The Mapungubwe Collection, held by the University of Pretoria museums in its Old Arts Building, consists of archaeological materials excavated by the former University of Gauteng from the Mapungubwe archaeological site since its discovery in 1933. The collection includes ceramics, metals, trade glass beads, indigenous beads, clay figurines, and artifacts made from bone and ivory, alongside a research collection of potsherds, faunal remains, and other fragmentary materials. In June 2000, the University of Gauteng inaugurated the permanent museum. The collection is maintained on site, serving both educational and tourism purposes.

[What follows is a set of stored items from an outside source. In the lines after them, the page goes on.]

//! In-process stand-in for a Murmur ICE endpoint. Speaks just enough of the
//! Ice protocol to answer the bridge, and records every request it sees.

#![allow(dead_code)]

use murmur_ice_bridge::ice::encoding::ENCODING_1_0;
use murmur_ice_bridge::ice::protocol::{MessageHeader, MessageType, HEADER_SIZE};
use murmur_ice_bridge::ice::{Identity, InputStream, OutputStream};
use std::collections::BTreeMap;
use std::io::{Read, Write};
use std::net::{TcpListener, TcpStream};
use std::thread::{self, JoinHandle};

/// How the fake answers.
#[derive(Debug, Clone)]
pub struct Behavior {
    pub is_meta: bool,
    /// `None` answers `getServer` with a null proxy.
    pub server: Option<Identity>,
    pub users: Vec<(i32, String)>,
    pub registered_id: i32,
    /// User exception raised by `getACL`, e.g. `::Murmur::InvalidChannelException`.
    pub acl_exception: Option<String>,
    /// Drop the first connection after this many requests, then serve a
    /// second one normally.
    pub disconnect: Option<Disconnect>,
}

#[derive(Debug, Clone, Copy)]
pub struct Disconnect {
    pub after_requests: usize,
    /// Send CloseConnection and wait for the client to hang up, rather than
    /// just dropping the socket.
    pub graceful: bool,
}

impl Default for Behavior {
    fn default() -> Self {
        Self {
            is_meta: true,
            server: Some(Identity {
                name: "1".to_string(),
                category: "s".to_string(),
            }),
            users: vec![(7, "alice".to_string())],
            registered_id: 42,
            acl_exception: Some("::Murmur::InvalidChannelException".to_string()),
            disconnect: None,
        }
    }
}

#[derive(Debug, Clone)]
pub struct RecordedRequest {
    pub identity: Identity,
    pub operation: String,
    pub mode: u8,
    pub context: BTreeMap<String, String>,
    pub params: Vec<u8>,
}

#[derive(Debug, Default)]
pub struct Recording {
    /// Requests the fake answered, across all connections.
    pub requests: Vec<RecordedRequest>,
    /// Whether the client ended the last connection with CloseConnection.
    pub closed_gracefully: bool,
    pub connections: usize,
}

impl Recording {
    pub fn operations(&self) -> Vec<&str> {
        self.requests.iter().map(|r| r.operation.as_str()).collect()
    }

    pub fn find(&self, operation: &str) -> Option<&RecordedRequest> {
        self.requests.iter().find(|r| r.operation == operation)
    }
}

pub struct FakeMurmur {
    pub port: u16,
    handle: JoinHandle<Recording>,
}

impl FakeMurmur {
    /// Serves one connection on a loopback port, or two when the behavior
    /// drops the first.
    pub fn spawn(behavior: Behavior) -> Self {
        let listener = TcpListener::bind("127.0.0.1:0").expect("bind fake murmur");
        let port = listener.local_addr().expect("local addr").port();
        let handle = thread::spawn(move || {
            let mut recording = Recording::default();
            let (stream, _) = listener.accept().expect("accept bridge connection");
            recording.connections += 1;
            let dropped = serve(stream, &behavior, behavior.disconnect, &mut recording);
            if dropped {
                let (stream, _) = listener.accept().expect("accept reconnection");
                recording.connections += 1;
                serve(stream, &behavior, None, &mut recording);
            }
            recording
        });
        Self { port, handle }
    }

    /// Waits for the connection to end and returns what was seen.
    pub fn finish(self) -> Recording {
        self.handle.join().expect("fake murmur thread panicked")
    }
}

/// A loopback port with nothing listening on it.
pub fn unused_port() -> u16 {
    let listener = TcpListener::bind("127.0.0.1:0").expect("bind probe");
    listener.local_addr().expect("local addr").port()
}

/// Serves one connection. Returns true when the fake dropped it on purpose.
fn serve(
    mut stream: TcpStream,
    behavior: &Behavior,
    disconnect: Option<Disconnect>,
    recording: &mut Recording,
) -> bool {
    recording.closed_gracefully = false;
    stream
        .write_all(&MessageHeader::encode(MessageType::ValidateConnection, 0))
        .expect("send validate");

    let mut answered = 0;
    loop {
        if let Some(disconnect) = disconnect.filter(|d| d.after_requests == answered) {
            if disconnect.graceful {
                stream
                    .write_all(&MessageHeader::encode(MessageType::CloseConnection, 0))
                    .expect("send close");
                // requests arriving after the close are never dispatched
                while read_frame(&mut stream).is_some() {}
            }
            return true;
        }

        let Some((message_type, body)) = read_frame(&mut stream) else {
            break;
        };
        match message_type {
            MessageType::CloseConnection => {
                recording.closed_gracefully = true;
                break;
            }
            MessageType::Request => {
                let (request_id, request) = parse_request(&body);
                let reply = answer(request_id, &request, behavior);
                recording.requests.push(request);
                answered += 1;
                let mut frame = MessageHeader::encode(MessageType::Reply, reply.len()).to_vec();
                frame.extend_from_slice(&reply);
                stream.write_all(&frame).expect("send reply");
            }
            other => panic!("unexpected {other} from bridge"),
        }
    }
    false
}

fn read_frame(stream: &mut TcpStream) -> Option<(MessageType, Vec<u8>)> {
    let mut header = [0u8; HEADER_SIZE];
    stream.read_exact(&mut header).ok()?;
    let header = MessageHeader::decode(&header).expect("valid header from bridge");
    let mut body = vec![0u8; header.body_len()];
    stream.read_exact(&mut body).ok()?;
    Some((header.message_type, body))
}

fn parse_request(body: &[u8]) -> (i32, RecordedRequest) {
    let mut input = InputStream::new(body);
    let request_id = input.read_int().unwrap();
    let identity = input.read_identity().unwrap();
    let facet = input.read_string_seq().unwrap();
    assert!(facet.is_empty(), "bridge never targets facets");
    let operation = input.read_string().unwrap();
    let mode = input.read_byte().unwrap();
    let mut context = BTreeMap::new();
    for _ in 0..input.read_size().unwrap() {
        let key = input.read_string().unwrap();
        let value = input.read_string().unwrap();
        context.insert(key, value);
    }
    let (_, params) = input.read_encapsulation().unwrap();
    assert!(input.is_empty());
    (
        request_id,
        RecordedRequest {
            identity,
            operation,
            mode,
            context,
            params: params.to_vec(),
        },
    )
}

fn answer(request_id: i32, request: &RecordedRequest, behavior: &Behavior) -> Vec<u8> {
    let mut payload = OutputStream::new();
    let mut status = 0u8;
    match request.operation.as_str() {
        "ice_isA" => payload.write_bool(behavior.is_meta),
        "getServer" => match &behavior.server {
            Some(identity) => {
                payload.write_identity(identity);
                payload.write_string_seq(&[]);
                payload.write_byte(0);
                payload.write_bool(false);
                payload.write_size(0);
                payload.write_string("");
            }
            None => payload.write_identity(&Identity::default()),
        },
        "getRegisteredUsers" => {
            payload.write_size(behavior.users.len());
            for (id, name) in &behavior.users {
                payload.write_int(*id);
                payload.write_string(name);
            }
        }
        "registerUser" => payload.write_int(behavior.registered_id),
        "unregisterUser" | "updateRegistration" | "setACL" => {}
        "getACL" => match &behavior.acl_exception {
            Some(type_id) => {
                status = 1;
                payload.write_bool(false);
                payload.write_string(type_id);
                payload.write_int(4);
            }
            None => {
                payload.write_size(0);
                payload.write_size(0);
                payload.write_bool(true);
            }
        },
        _ => {
            let mut reply = OutputStream::new();
            reply.write_int(request_id);
            reply.write_byte(4);
            reply.write_identity(&request.identity);
            reply.write_string_seq(&[]);
            reply.write_string(&request.operation);
            return reply.into_bytes();
        }
    }

    let mut reply = OutputStream::new();
    reply.write_int(request_id);
    reply.write_byte(status);
    reply.write_encapsulation(ENCODING_1_0, payload.as_bytes());
    reply.into_bytes()
}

== Mapungubwe archaeological site ==
The Mapungubwe archaeological site (pronounced mah-POON-goob-weh) is located at the confluence of the Shashe and Limpopo Rivers, on the borders of Zimbabwe and Botswana in the Limpopo Province of South Africa. At this site, the development of complex Iron Age societies started with the Schroda site, a Zhizo/Leokwe community, around AD 900 to AD 1000. Subsequent regional economic and socio-political shifts led to the establishment of the K2 settlement (AD 1030–AD 1220). The emergence of a ruling class during this period marked the beginning of the first southern African state at Mapungubwe Hill (AD 1220–AD 1290). These sites together constitute the core of a World Heritage Site, recognised for its natural and cultural landscape deemed to possess great value.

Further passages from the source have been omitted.